TASK INSTRUCTIONS: Please copy the leading lines of the entries below exactly, concluding with the line in which "pub const SET_LOCAL_ROLES_FUNCTION: &str" occurs.

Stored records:
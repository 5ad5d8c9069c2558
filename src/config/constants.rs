// Prompt labels.
pub const COLLECTION_TOKEN_NAME_LABEL: &str =
    "Please provide the collection token name (3-20 alphanumeric characters):";
pub const COLLECTION_TOKEN_TICKER_LABEL: &str =
    "Please provide the collection token ticker (3-10 uppercase alphanumeric characters):";
pub const SFT_TOKEN_DISPLAY_NAME_LABEL: &str = "Please provide the SFT display name:";
pub const SELLING_PRICE_LABEL: &str = "Please provide the selling price per token (EGLD):";
pub const METADATA_IPFS_CID_LABEL: &str = "Please provide the IPFS CID of the metadata file:";
pub const METADATA_IPFS_FILE_NAME_LABEL: &str =
    "Please provide the metadata file name (e.g. metadata.json):";
pub const INITIAL_SFT_SUPPLY_LABEL: &str = "Please provide the initial supply (min 1):";
pub const ROYALTIES_LABEL: &str = "Please provide royalties percentage (0-100, optional):";
pub const TAGS_LABEL: &str = "Please provide tags (comma separated):";
pub const URIS_LABEL: &str = "Please provide the asset URIs (comma separated):";
pub const ARE_YOU_SURE_LABEL: &str = "Are you sure you want to proceed? (y/N)";

// Contract endpoints.
pub const ISSUE_TOKEN_FUNCTION: &str = "issueToken";
pub const SET_LOCAL_ROLES_FUNCTION: &str = "setLocalRoles";
pub const CREATE_TOKEN_FUNCTION: &str = "createToken";

// Gas limits and values.
pub const ISSUE_SFT_MINTER_GAS_LIMIT: u64 = 60_000_000;
/// 0.05 EGLD, the protocol fee for issuing a token.
pub const ISSUE_SFT_MINTER_VALUE: &str = "0.05";
pub const ASSIGN_ROLES_SFT_MINTER_GAS_LIMIT: u64 = 60_000_000;
pub const CREATE_SFT_MINTER_GAS_LIMIT: u64 = 20_000_000;

pub const DEFAULT_GAS_PRICE: u64 = 1_000_000_000;

/// Key written by the deploy step into its output file.
pub const OUTPUT_SC_ADDRESS_KEY: &str = "sftMinterScAddress";
pub const DEFAULT_OUTPUT_FILE: &str = "output.json";
pub const DEFAULT_PEM_PATH: &str = "walletKey.pem";
pub const DEFAULT_CONFIG_FILE: &str = "sft-minter.toml";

OUTPUT FOR THIS TASK:
repository 5ad5d8c9069c2558
filename src/config/constants.rs
// Prompt labels.
pub const COLLECTION_TOKEN_NAME_LABEL: &str =
    "Please provide the collection token name (3-20 alphanumeric characters):";
pub const COLLECTION_TOKEN_TICKER_LABEL: &str =
    "Please provide the collection token ticker (3-10 uppercase alphanumeric characters):";
pub const SFT_TOKEN_DISPLAY_NAME_LABEL: &str = "Please provide the SFT display name:";
pub const SELLING_PRICE_LABEL: &str = "Please provide the selling price per token (EGLD):";
pub const METADATA_IPFS_CID_LABEL: &str = "Please provide the IPFS CID of the metadata file:";
pub const METADATA_IPFS_FILE_NAME_LABEL: &str =
    "Please provide the metadata file name (e.g. metadata.json):";
pub const INITIAL_SFT_SUPPLY_LABEL: &str = "Please provide the initial supply (min 1):";
pub const ROYALTIES_LABEL: &str = "Please provide royalties percentage (0-100, optional):";
pub const TAGS_LABEL: &str = "Please provide tags (comma separated):";
pub const URIS_LABEL: &str = "Please provide the asset URIs (comma separated):";
pub const ARE_YOU_SURE_LABEL: &str = "Are you sure you want to proceed? (y/N)";

// Contract endpoints.
pub const ISSUE_TOKEN_FUNCTION: &str = "issueToken";
pub const SET_LOCAL_ROLES_FUNCTION: &str = "setLocalRoles";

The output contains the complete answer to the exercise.